FY20: Revenue declined 24% y-o-y to Rs 98.7 bn. Ebitda declined 35% y-o-y to Rs 9.9 bn. The Ebitda margin stood at 10% (v/s 11.6% y-o-y). Adj. PAT was down 33% y-o-y to Rs 7.6 bn. OCF stood at Rs 6.8 bn (v/s Rs 12.1 bn in FY19), and FCF stood at Rs 6.6 bn (v/s Rs 11.1 bn in FY19). Cash stability improved additional to Rs 55.5 bn in FY20.

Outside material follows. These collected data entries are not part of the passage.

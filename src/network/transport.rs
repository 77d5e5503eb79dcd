//! Transport contract shared by the WebSocket connector and test fakes
//!
//! Every opened stream gets a fresh [`ConnectionId`]. Events carry the id of
//! the connection that produced them, so anything still in flight from a
//! connection that has since been replaced can be recognised and dropped.

use reqwest::Url;

use crate::error::{NetworkError, ProtocolError};
use crate::protocol::{parse_audio_message, parse_metadata_message, InboundMessage};

/// Identity of one opened stream
#[derive(Debug, Clone, Copy, PartialEq, Eq, Hash, PartialOrd, Ord)]
pub struct ConnectionId(pub u64);

impl std::fmt::Display for ConnectionId {
    fn fmt(&self, f: &mut std::fmt::Formatter<'_>) -> std::fmt::Result {
        write!(f, "#{}", self.0)
    }
}

/// The two per-station streams
#[derive(Debug, Clone, Copy, PartialEq, Eq, Hash)]
pub enum StreamKind {
    /// Packet batches
    Audio,
    /// Now-playing updates
    Metadata,
}

impl StreamKind {
    pub fn path_segment(&self) -> &'static str {
        match self {
            StreamKind::Audio => "audio_broadcast",
            StreamKind::Metadata => "metadata_only",
        }
    }

    /// Parse a text frame received on this stream
    pub fn parse(&self, text: &str) -> Result<InboundMessage, ProtocolError> {
        match self {
            StreamKind::Audio => parse_audio_message(text),
            StreamKind::Metadata => parse_metadata_message(text),
        }
    }
}

impl std::fmt::Display for StreamKind {
    fn fmt(&self, f: &mut std::fmt::Formatter<'_>) -> std::fmt::Result {
        match self {
            StreamKind::Audio => write!(f, "audio"),
            StreamKind::Metadata => write!(f, "metadata"),
        }
    }
}

/// `{ws_base}/ws/radio/{station}/{audio_broadcast|metadata_only}`
pub fn stream_url(ws_base: &str, station: &str, kind: StreamKind) -> Result<Url, NetworkError> {
    let mut url = Url::parse(ws_base).map_err(|e| NetworkError::InvalidUrl(format!("{}: {}", ws_base, e)))?;
    url.path_segments_mut()
        .map_err(|_| NetworkError::InvalidUrl(ws_base.to_string()))?
        .pop_if_empty()
        .extend(["ws", "radio", station, kind.path_segment()]);
    Ok(url)
}

/// Something that happened on an opened stream
#[derive(Debug, Clone, PartialEq)]
pub enum TransportEvent {
    /// A text frame
    Message {
        id: ConnectionId,
        kind: StreamKind,
        text: String,
    },
    /// The stream ended; `reason` is set when it ended on an error
    Closed {
        id: ConnectionId,
        kind: StreamKind,
        reason: Option<String>,
    },
}

impl TransportEvent {
    pub fn id(&self) -> ConnectionId {
        match self {
            TransportEvent::Message { id, .. } | TransportEvent::Closed { id, .. } => *id,
        }
    }

    pub fn kind(&self) -> StreamKind {
        match self {
            TransportEvent::Message { kind, .. } | TransportEvent::Closed { kind, .. } => *kind,
        }
    }
}

/// Opens and closes station streams
///
/// Opening never fails synchronously: connection errors surface later as a
/// [`TransportEvent::Closed`] for the returned id.
pub trait TransportConnector {
    fn open(&mut self, kind: StreamKind, station: &str) -> ConnectionId;

    /// Close a stream; closing an unknown or already closed id is a no-op
    fn close(&mut self, id: ConnectionId);

    /// Whether `id` is still connected (or connecting)
    fn is_open(&self, id: ConnectionId) -> bool;
}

Key segmental performances: (i) Energy – Revenue was down 5% y-o-y to Rs 15.8 bn. The Ebit margin stood at 12.1% (up 140bp y-o-y); (ii) Smart Infrastructure – Revenues had been down 15% y-o-y to `9.2 bn. The Ebit margin stood at 10.6% (up 110bp y/y); (iii) Mobility – Revenues had been down 16% y-o-y to Rs 3 bn. The Ebit margin stood at 13.8% (up 330bp y-o-y); (iv) Digital Industries – Revenues had been down 12% y-o-y to Rs 6.3 bn. The Ebit margin stood flat y-o-y at 7.9%; (e) Portfolio of Companies – Revenues had been up 4% y-o-y to Rs 1.3 bn. The Ebit margin stood at 8.5% (v/s 1.4% y-o-y). Results have been restated put up the sale of the Mechanical Drives business.

Valuation and consider

Our estimates don’t embrace contribution from the C&S Electric acquisition but; nonetheless, they do replicate decrease different earnings on its account. Valuations seize C&S Electric on an acquisition value foundation. We like SIEM’s product portfolio and various finish market publicity. The company is poised to learn over the long run, led by the area of interest companies of Industrial Automation and Digitalisation.

We worth SIEM’s present business at a goal P/E a number of of 38x on Sep’22e EPS and the C&S Electric business on the acquisition value. Note that our goal a number of of 38x is decrease than 45x ascribed to ABB – as one-third of SIEM’s business is uncovered to tasks.